Pigment color differs from structural colour in that it is the same for all viewing angles, whereas structural color is the result of selective reflection or iridescence, usually because of multilayer structures. For example, butterfly wings typically contain structural color, although many butterflies have cells that contain pigment as well.

History

Naturally occurring pigments such as ochres and iron oxides have been used as colorants since prehistoric times. Archaeologists have uncovered evidence that early humans used paint for aesthetic purposes such as body decoration. Pigments and paint grinding equipment believed to be between 350,000 and 400,000 years old have been reported in a cave at Twin Rivers, near Lusaka, Zambia.

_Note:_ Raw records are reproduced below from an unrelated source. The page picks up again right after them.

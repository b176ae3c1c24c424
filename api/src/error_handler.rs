use axum::{
    http::StatusCode,
    response::{IntoResponse, Response},
};
use contextor::ContextorError;
use rag_store::RagError;
use thiserror::Error;
use tracing::{error, warn};

use crate::core::http::response_envelope::ApiResponse;

/// Public application error type.
#[derive(Debug, Error)]
pub enum AppError {
    // --- Boot / config ---
    #[error("configuration error: {0}")]
    Config(String),

    // --- IO / network / server ---
    #[error("failed to bind listener")]
    Bind(#[source] std::io::Error),

    #[error("server error")]
    Server(#[source] std::io::Error),

    // --- Request / routing ---
    #[error("bad request: {0}")]
    BadRequest(String),

    #[error("not found: {0}")]
    NotFound(String),

    /// Rich HTTP error mapped from lower layers with specific status & code.
    #[error("{message}")]
    Http {
        status: StatusCode,
        code: &'static str,
        message: String,
    },
}

impl AppError {
    fn status_code(&self) -> StatusCode {
        match self {
            AppError::BadRequest(_) => StatusCode::BAD_REQUEST,
            AppError::NotFound(_) => StatusCode::NOT_FOUND,
            AppError::Http { status, .. } => *status,
            AppError::Config(_) | AppError::Bind(_) | AppError::Server(_) => {
                StatusCode::INTERNAL_SERVER_ERROR
            }
        }
    }

    fn error_code(&self) -> &'static str {
        match self {
            AppError::Config(_) => "CONFIG_ERROR",
            AppError::Bind(_) => "BIND_ERROR",
            AppError::Server(_) => "SERVER_ERROR",
            AppError::BadRequest(_) => "BAD_REQUEST",
            AppError::NotFound(_) => "NOT_FOUND",
            AppError::Http { code, .. } => code,
        }
    }

    fn http(status: StatusCode, code: &'static str, message: impl Into<String>) -> Self {
        AppError::Http {
            status,
            code,
            message: message.into(),
        }
    }
}

impl IntoResponse for AppError {
    fn into_response(self) -> Response {
        let status = self.status_code();
        if status.is_server_error() {
            error!(code = self.error_code(), error = %self, "request failed");
        } else {
            warn!(code = self.error_code(), error = %self, "request rejected");
        }
        ApiResponse::<()>::failure(self.error_code(), self.to_string())
            .into_response_with_status(status)
    }
}

/// Handy result alias used across handlers.
pub type AppResult<T> = Result<T, AppError>;

impl From<axum::extract::rejection::JsonRejection> for AppError {
    fn from(err: axum::extract::rejection::JsonRejection) -> Self {
        AppError::BadRequest(err.to_string())
    }
}

impl From<axum::extract::rejection::QueryRejection> for AppError {
    fn from(err: axum::extract::rejection::QueryRejection) -> Self {
        AppError::BadRequest(err.to_string())
    }
}

impl From<RagError> for AppError {
    fn from(err: RagError) -> Self {
        let msg = err.to_string();
        match err {
            RagError::Config(_) | RagError::Parse(_) | RagError::InvalidPredicate(_) => {
                AppError::BadRequest(msg)
            }
            RagError::CollectionMissing(_) => {
                AppError::http(StatusCode::NOT_FOUND, "COLLECTION_MISSING", msg)
            }
            RagError::Embedding(_) => {
                AppError::http(StatusCode::BAD_GATEWAY, "EMBEDDING_FAILED", msg)
            }
            RagError::VectorSizeMismatch { .. } => {
                AppError::http(StatusCode::INTERNAL_SERVER_ERROR, "VECTOR_SIZE_MISMATCH", msg)
            }
            RagError::Qdrant(_) => AppError::http(StatusCode::BAD_GATEWAY, "VECTOR_STORE_ERROR", msg),
            RagError::Io(_) => AppError::http(StatusCode::INTERNAL_SERVER_ERROR, "IO_ERROR", msg),
        }
    }
}

impl From<ContextorError> for AppError {
    fn from(err: ContextorError) -> Self {
        let msg = err.to_string();
        match err {
            ContextorError::Rag(e) => e.into(),
            ContextorError::Config(_) => AppError::BadRequest(msg),
            ContextorError::Embedding(_) => {
                AppError::http(StatusCode::BAD_GATEWAY, "EMBEDDING_FAILED", msg)
            }
            ContextorError::Search(_) => AppError::http(StatusCode::BAD_GATEWAY, "SEARCH_FAILED", msg),
            ContextorError::Rerank(_)
            | ContextorError::DecompositionParse(_)
            | ContextorError::Synthesis(_) => {
                AppError::http(StatusCode::BAD_GATEWAY, "MODEL_ERROR", msg)
            }
        }
    }
}

#[cfg(test)]
mod tests {
    use super::*;

    #[test]
    fn store_errors_map_to_statuses() {
        let e: AppError = RagError::CollectionMissing("rag_docs".into()).into();
        assert_eq!(e.status_code(), StatusCode::NOT_FOUND);
        assert_eq!(e.error_code(), "COLLECTION_MISSING");

        let e: AppError = RagError::Config("document_id is empty".into()).into();
        assert_eq!(e.status_code(), StatusCode::BAD_REQUEST);
    }

    #[test]
    fn pipeline_errors_map_to_statuses() {
        let e: AppError = ContextorError::Embedding("down".into()).into();
        assert_eq!(e.status_code(), StatusCode::BAD_GATEWAY);
        let e: AppError = ContextorError::Rag(RagError::Qdrant("timeout".into())).into();
        assert_eq!(e.error_code(), "VECTOR_STORE_ERROR");

        let e: AppError = ContextorError::Search("all 3 sub-query searches failed".into()).into();
        assert_eq!(e.status_code(), StatusCode::BAD_GATEWAY);
        assert_eq!(e.error_code(), "SEARCH_FAILED");
    }
}
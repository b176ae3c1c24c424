//! Runtime configuration loaded from environment variables.

use std::str::FromStr;

use crate::api_types::Language;
use crate::error::ContextorError;

/// Knobs of the question answering pipeline. All fields have defaults.
#[derive(Clone, Debug, PartialEq)]
pub struct ContextorConfig {
    /// Candidates requested from the rerank service per sub-query.
    pub rerank_top_n: usize,
    /// Reranked candidates scoring below this are dropped.
    pub relevance_floor: f32,
    /// Cap on generated sub-questions (the original question is not counted).
    pub max_sub_queries: usize,
    /// Answer language when the request names none.
    pub default_language: Language,
}

impl Default for ContextorConfig {
    fn default() -> Self {
        Self {
            rerank_top_n: 5,
            relevance_floor: 0.2,
            max_sub_queries: 4,
            default_language: Language::Chinese,
        }
    }
}

impl ContextorConfig {
    /// Build from environment variables with sensible defaults.
    ///
    /// Reads `RERANK_TOP_N`, `RELEVANCE_FLOOR`, `MAX_SUB_QUERIES` and
    /// `ANSWER_LANGUAGE`.
    pub fn from_env() -> Result<Self, ContextorError> {
        let d = Self::default();
        let cfg = Self {
            rerank_top_n: parse("RERANK_TOP_N", d.rerank_top_n)?,
            relevance_floor: parse("RELEVANCE_FLOOR", d.relevance_floor)?,
            max_sub_queries: parse("MAX_SUB_QUERIES", d.max_sub_queries)?,
            default_language: parse("ANSWER_LANGUAGE", d.default_language)?,
        };
        cfg.validate()?;
        Ok(cfg)
    }

    pub fn validate(&self) -> Result<(), ContextorError> {
        if self.rerank_top_n == 0 {
            return Err(ContextorError::Config("rerank_top_n must be > 0".into()));
        }
        if !(0.0..=1.0).contains(&self.relevance_floor) {
            return Err(ContextorError::Config(format!(
                "relevance_floor {} is outside 0.0..=1.0",
                self.relevance_floor
            )));
        }
        Ok(())
    }
}

fn parse<T: FromStr>(k: &str, dflt: T) -> Result<T, ContextorError> {
    match std::env::var(k) {
        Ok(v) if !v.trim().is_empty() => v
            .trim()
            .parse()
            .map_err(|_| ContextorError::Config(format!("{k}: cannot parse '{v}'"))),
        _ => Ok(dflt),
    }
}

Before the Industrial Revolution, the range of color available for art and decorative uses was technically limited. Most of the pigments in use were earth and mineral pigments, or pigments of biological origin. Pigments from unusual sources such as botanical materials, animal waste, insects, and mollusks were harvested and traded over long distances. Some colors were costly or impossible to mix with the range of pigments that were available. Blue and purple came to be associated with royalty because of their expense.

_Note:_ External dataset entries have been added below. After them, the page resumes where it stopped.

//! Shared model service with four profiles: `fast`, `slow`, `embedding` and `rerank`.
//!
//! - Lives in the same Tokio runtime as the application.
//! - Construct once, wrap in `Arc`, and pass clones to dependents.
//! - Builds HTTP clients eagerly and shares them between profiles with an
//!   identical config (provider + endpoint + model + key + timeout).
//! - If the `slow` profile is not provided, it falls back to `fast`.
//!
//! # Example
//! ```no_run
//! use std::sync::Arc;
//! use ai_llm_service::{chat::ChatMessage, service_profiles::LlmServiceProfiles};
//!
//! # async fn run() -> Result<(), ai_llm_service::error_handler::AiLlmError> {
//! let svc = Arc::new(LlmServiceProfiles::from_env()?);
//!
//! let txt = svc.chat_fast(&[ChatMessage::user("Hello world")]).await?;
//! println!("FAST: {txt}");
//!
//! let emb = svc.embed_batch(&["Ferris".to_string()]).await?;
//! println!("Embedding dim = {}", emb[0].len());
//! # Ok(()) }
//! ```

use std::{collections::HashMap, sync::Arc};

use tracing::info;

use crate::{
    chat::{ChatMessage, ChatStream, RerankHit},
    config::{
        default_config::{config_embedding, config_fast, config_rerank, config_slow},
        llm_model_config::LlmModelConfig,
        llm_provider::LlmProvider,
    },
    error_handler::AiLlmError,
    health_service::{HealthService, HealthStatus},
    services::{
        ollama_service::OllamaService, open_ai_service::OpenAiService,
        rerank_service::RerankService,
    },
};

/// A chat/embedding client for one concrete provider.
#[derive(Debug, Clone)]
enum ProviderClient {
    Ollama(Arc<OllamaService>),
    OpenAi(Arc<OpenAiService>),
}

impl ProviderClient {
    async fn chat(&self, messages: &[ChatMessage]) -> Result<String, AiLlmError> {
        match self {
            ProviderClient::Ollama(c) => c.chat(messages).await,
            ProviderClient::OpenAi(c) => c.chat(messages).await,
        }
    }

    async fn chat_stream(&self, messages: &[ChatMessage]) -> Result<ChatStream, AiLlmError> {
        match self {
            ProviderClient::Ollama(c) => c.chat_stream(messages).await,
            ProviderClient::OpenAi(c) => c.chat_stream(messages).await,
        }
    }

    async fn embed_batch(&self, texts: &[String]) -> Result<Vec<Vec<f32>>, AiLlmError> {
        match self {
            ProviderClient::Ollama(c) => c.embed_batch(texts).await,
            ProviderClient::OpenAi(c) => c.embed_batch(texts).await,
        }
    }
}

/// Shared service that manages the logical model profiles.
pub struct LlmServiceProfiles {
    fast: LlmModelConfig,
    slow: LlmModelConfig,
    embedding: LlmModelConfig,
    rerank: LlmModelConfig,

    fast_client: ProviderClient,
    slow_client: ProviderClient,
    embedding_client: ProviderClient,
    rerank_client: Arc<RerankService>,

    health: HealthService,
}

impl LlmServiceProfiles {
    /// Creates a new service.
    ///
    /// - `fast`: profile for short completions (query decomposition).
    /// - `slow_opt`: profile for the final answer. If `None`, falls back to `fast`.
    /// - `embedding`: embedding profile.
    /// - `rerank`: rerank endpoint profile.
    /// - `health_timeout_secs`: optional timeout for the health checker.
    ///
    /// # Errors
    /// Any profile that fails validation or client construction.
    pub fn new(
        fast: LlmModelConfig,
        slow_opt: Option<LlmModelConfig>,
        embedding: LlmModelConfig,
        rerank: LlmModelConfig,
        health_timeout_secs: Option<u64>,
    ) -> Result<Self, AiLlmError> {
        let slow = slow_opt.unwrap_or_else(|| fast.clone());
        for cfg in [&fast, &slow, &embedding, &rerank] {
            cfg.validate()?;
        }

        let mut cache: HashMap<ClientKey, ProviderClient> = HashMap::new();
        let fast_client = client_for(&mut cache, &fast)?;
        let slow_client = client_for(&mut cache, &slow)?;
        let embedding_client = client_for(&mut cache, &embedding)?;
        let rerank_client = Arc::new(RerankService::new(rerank.clone())?);

        info!(
            fast = %fast.model,
            slow = %slow.model,
            embedding = %embedding.model,
            rerank = %rerank.model,
            distinct_clients = cache.len(),
            "model profiles ready"
        );

        Ok(Self {
            fast,
            slow,
            embedding,
            rerank,
            fast_client,
            slow_client,
            embedding_client,
            rerank_client,
            health: HealthService::new(health_timeout_secs)?,
        })
    }

    /// Builds all four profiles from environment variables.
    pub fn from_env() -> Result<Self, AiLlmError> {
        Self::new(
            config_fast()?,
            Some(config_slow()?),
            config_embedding()?,
            config_rerank()?,
            None,
        )
    }

    /// Non-streaming completion with the **fast** profile.
    pub async fn chat_fast(&self, messages: &[ChatMessage]) -> Result<String, AiLlmError> {
        self.fast_client.chat(messages).await
    }

    /// Non-streaming completion with the **slow** profile.
    pub async fn chat_slow(&self, messages: &[ChatMessage]) -> Result<String, AiLlmError> {
        self.slow_client.chat(messages).await
    }

    /// Streaming completion with the **slow** profile.
    pub async fn chat_slow_stream(
        &self,
        messages: &[ChatMessage],
    ) -> Result<ChatStream, AiLlmError> {
        self.slow_client.chat_stream(messages).await
    }

    /// One batched request to the **embedding** profile.
    pub async fn embed_batch(&self, texts: &[String]) -> Result<Vec<Vec<f32>>, AiLlmError> {
        self.embedding_client.embed_batch(texts).await
    }

    /// Scores candidate texts against a query with the **rerank** profile.
    pub async fn rerank(
        &self,
        query: &str,
        documents: &[String],
        top_n: usize,
    ) -> Result<Vec<RerankHit>, AiLlmError> {
        self.rerank_client.rerank(query, documents, top_n).await
    }

    /// Configured embedding dimensionality, if any.
    pub fn embedding_dim(&self) -> Option<usize> {
        self.embedding.dimensions
    }

    /// Returns a health snapshot for all distinct profiles.
    pub async fn health_all(&self) -> Vec<HealthStatus> {
        let mut list: Vec<LlmModelConfig> = Vec::with_capacity(4);
        for cfg in [&self.fast, &self.slow, &self.embedding, &self.rerank] {
            if !list.iter().any(|c| ClientKey::from(c) == ClientKey::from(cfg)) {
                list.push(cfg.clone());
            }
        }
        self.health.check_many(&list).await
    }

    /// Returns references to the current profiles `(fast, slow, embedding, rerank)`.
    pub fn profiles(
        &self,
    ) -> (
        &LlmModelConfig,
        &LlmModelConfig,
        &LlmModelConfig,
        &LlmModelConfig,
    ) {
        (&self.fast, &self.slow, &self.embedding, &self.rerank)
    }
}

fn client_for(
    cache: &mut HashMap<ClientKey, ProviderClient>,
    cfg: &LlmModelConfig,
) -> Result<ProviderClient, AiLlmError> {
    let key = ClientKey::from(cfg);
    if let Some(cli) = cache.get(&key) {
        return Ok(cli.clone());
    }
    let cli = match cfg.provider {
        LlmProvider::Ollama => ProviderClient::Ollama(Arc::new(OllamaService::new(cfg.clone())?)),
        LlmProvider::OpenAI => ProviderClient::OpenAi(Arc::new(OpenAiService::new(cfg.clone())?)),
    };
    cache.insert(key, cli.clone());
    Ok(cli)
}

/// Identity of a client: two profiles with equal keys share one HTTP client.
///
/// Sampling knobs are sent from the client's own config, so they are part of the key.
#[derive(Clone, PartialEq, Eq, Hash)]
struct ClientKey {
    provider: LlmProvider,
    endpoint: String,
    model: String,
    api_key: Option<String>,
    timeout: Option<u64>,
    max_tokens: Option<u32>,
    dimensions: Option<usize>,
    sampling: (Option<u32>, Option<u32>),
}

impl From<&LlmModelConfig> for ClientKey {
    fn from(cfg: &LlmModelConfig) -> Self {
        Self {
            provider: cfg.provider,
            endpoint: cfg.base_url().to_string(),
            model: cfg.model.clone(),
            api_key: cfg.api_key.clone(),
            timeout: cfg.timeout_secs,
            max_tokens: cfg.max_tokens,
            dimensions: cfg.dimensions,
            sampling: (
                cfg.temperature.map(f32::to_bits),
                cfg.top_p.map(f32::to_bits),
            ),
        }
    }
}

#[cfg(test)]
mod tests {
    use super::*;

    fn ollama(model: &str) -> LlmModelConfig {
        LlmModelConfig {
            provider: LlmProvider::Ollama,
            model: model.into(),
            endpoint: "http://localhost:11434".into(),
            api_key: None,
            max_tokens: Some(512),
            temperature: Some(0.7),
            top_p: None,
            dimensions: None,
            timeout_secs: Some(30),
        }
    }

    fn rerank() -> LlmModelConfig {
        LlmModelConfig {
            provider: LlmProvider::OpenAI,
            model: "BAAI/bge-reranker-v2-m3".into(),
            endpoint: "https://api.example.com".into(),
            api_key: Some("sk".into()),
            max_tokens: None,
            temperature: None,
            top_p: None,
            dimensions: None,
            timeout_secs: Some(30),
        }
    }

    #[test]
    fn slow_falls_back_to_fast() {
        let svc = LlmServiceProfiles::new(ollama("q"), None, ollama("e"), rerank(), None).unwrap();
        let (fast, slow, _, _) = svc.profiles();
        assert_eq!(fast, slow);
    }

    #[test]
    fn identical_profiles_share_a_client() {
        let mut cache = HashMap::new();
        let a = client_for(&mut cache, &ollama("q")).unwrap();
        let b = client_for(&mut cache, &ollama("q")).unwrap();
        let _c = client_for(&mut cache, &ollama("other")).unwrap();
        assert_eq!(cache.len(), 2);
        match (a, b) {
            (ProviderClient::Ollama(x), ProviderClient::Ollama(y)) => assert!(Arc::ptr_eq(&x, &y)),
            _ => panic!("expected ollama clients"),
        }
    }

    #[test]
    fn invalid_profile_is_rejected() {
        let mut bad = ollama("q");
        bad.temperature = Some(5.0);
        assert!(LlmServiceProfiles::new(bad, None, ollama("e"), rerank(), None).is_err());
    }
}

Biological pigments were often difficult to acquire, and the details of their production were kept secret by the manufacturers. Tyrian Purple is a pigment made from the mucus of one of several species of Murex snail. Production of Tyrian Purple for use as a fabric dye began as early as 1200 BCE by the Phoenicians, and was continued by the Greeks and Romans until 1453 CE, with the fall of Constantinople. The pigment was expensive and complex to produce, and items colored with it became associated with power and wealth. Greek historian Theopompus, writing in the 4th century BCE, reported that "purple for dyes fetched its weight in silver at Colophon [in Asia Minor]."

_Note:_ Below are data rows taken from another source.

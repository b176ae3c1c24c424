pub mod documents_request;
pub mod documents_route;
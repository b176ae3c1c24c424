//! Prompt builder: language-specific system message + questions and
//! ranked references.

use ai_llm_service::ChatMessage;

use crate::api_types::{Language, Reference, SubQuery};

const BASE_SYSTEM: &str = "You are a helpful assistant that answers questions in detail, based on the provided context. \
Provide page numbers of the context in your answer. \
You need to answer as detailed as possible and be consistent with the given context.";

const IMAGE_LINKS_PREFIXED: &str = "You need to use markdown format to answer, if you need to use pictures in the reference, \
in your markdown, write the image link as {pdf_name}/{original_image_link}.";

const IMAGE_LINKS_VERBATIM: &str = "You need to use markdown format to answer, if you need to use pictures in the reference, \
copy the image link to the answer as a markdown link format, because the image file will be put besides your response, \
do not modify anything about the link, JUST COPY THE LINK AND MAKE IT TO BE MARKDOWN.";

/// System instruction for the given answer language.
pub fn system_prompt(language: Language) -> String {
    let (directive, links) = match language {
        Language::Chinese => ("Use Chinese to answer.", IMAGE_LINKS_PREFIXED),
        Language::English => ("Use English to answer.", IMAGE_LINKS_VERBATIM),
    };
    format!("{BASE_SYSTEM} {directive} {links}")
}

/// Lists every sub-question, then every reference in rank order.
pub fn build_user_prompt(subs: &[SubQuery], references: &[Reference]) -> String {
    let mut out = String::from("Questions:\n");
    for s in subs {
        out.push_str(&format!("{}. {}\n", s.ordinal + 1, s.text.trim()));
    }

    out.push_str("\nReferences:\n");
    if references.is_empty() {
        out.push_str("(no relevant references were found)\n");
    }
    for r in references {
        out.push_str(&format!(
            "==[{}]== {} :: page {} (relevance {:.3})\n{}\n\n",
            r.rank,
            r.document_id,
            r.page,
            r.relevance_score,
            r.text.trim()
        ));
    }
    out
}

pub fn build_messages(
    subs: &[SubQuery],
    references: &[Reference],
    language: Language,
) -> Vec<ChatMessage> {
    vec![
        ChatMessage::system(system_prompt(language)),
        ChatMessage::user(build_user_prompt(subs, references)),
    ]
}

#[cfg(test)]
mod tests {
    use super::*;

    #[test]
    fn system_prompts_differ_in_language_and_links() {
        let zh = system_prompt(Language::Chinese);
        let en = system_prompt(Language::English);
        assert!(zh.contains("Use Chinese") && zh.contains("{pdf_name}/{original_image_link}"));
        assert!(en.contains("Use English") && en.contains("JUST COPY THE LINK"));
    }

    #[test]
    fn user_prompt_keeps_reference_order() {
        let subs = vec![
            SubQuery { text: "What is X?".into(), ordinal: 0 },
            SubQuery { text: "Where is X used?".into(), ordinal: 1 },
        ];
        let refs = vec![
            Reference { rank: 1, relevance_score: 0.9, text: "first".into(), document_id: "a.pdf".into(), page: 3 },
            Reference { rank: 2, relevance_score: 0.4, text: "second".into(), document_id: "b.pdf".into(), page: 1 },
        ];
        let p = build_user_prompt(&subs, &refs);
        assert!(p.starts_with("Questions:\n1. What is X?\n2. Where is X used?\n"));
        let first = p.find("first").unwrap();
        let second = p.find("second").unwrap();
        assert!(first < second);
        assert!(p.contains("==[1]== a.pdf :: page 3 (relevance 0.900)"));
    }

    #[test]
    fn empty_references_are_stated() {
        let p = build_user_prompt(&[SubQuery { text: "q".into(), ordinal: 0 }], &[]);
        assert!(p.contains("no relevant references"));
    }
}
pub mod query_request;
pub mod query_route;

Mineral pigments were also traded over long distances. The only way to achieve a deep rich blue was by using a semi-precious stone, lapis lazuli, to produce a pigment known as ultramarine, and the best sources of lapis were remote. Flemish painter Jan Van Eyck, working in the 15th century, did not ordinarily include blue in his paintings. To have one's portrait commissioned and painted with ultramarine blue was considered a great luxury. If a patron wanted blue, they were forced to pay extra. When Van Eyck used lapis, he never blended it with other colors. Instead he applied it in pure form, almost as a decorative glaze.^[3] The prohibitive price of lapis lazuli forced artists to seek less expensive replacement pigments, both mineral (azurite, smalt) and biological (indigo).

Miracle of the Slave by Tintoretto (c. 1548). The son of a master dyer, Tintoretto used Carmine Red Lake pigment, derived from the cochineal insect, to achieve dramatic color effects.

Spain's conquest of a New World empire in the 16th century introduced new pigments and colors to peoples on both sides of the Atlantic. Carmine, a dye and pigment derived from a parasitic insect found in Central and South America, attained great status and value in Europe. Produced from harvested, dried, and crushed cochineal insects, carmine could be used in fabric dye, body paint, or in its solid lake form, almost any kind of paint or cosmetic.

Natives of Peru had been producing cochineal dyes for textiles since at least 700 CE,^[4] but Europeans had never seen the color before. When the Spanish invaded the Aztec empire in what is now Mexico, they were quick to exploit the color for new trade opportunities. Carmine became the region's second most valuable export next to silver. Pigments produced from the cochineal insect gave the Catholic cardinals their vibrant robes and the English "Redcoats" their distinctive uniforms. The true source of the pigment, an insect, was kept secret until the 18th century, when biologists discovered the source.^[5]

Girl with a Pearl Earring by Johannes Vermeer (c. 1665).

While Carmine was popular in Europe, blue remained an exclusive color, associated with wealth and status. The 17th century Dutch master Johannes Vermeer often made lavish use of lapis lazuli, along with Carmine and Indian Yellow, in his vibrant paintings.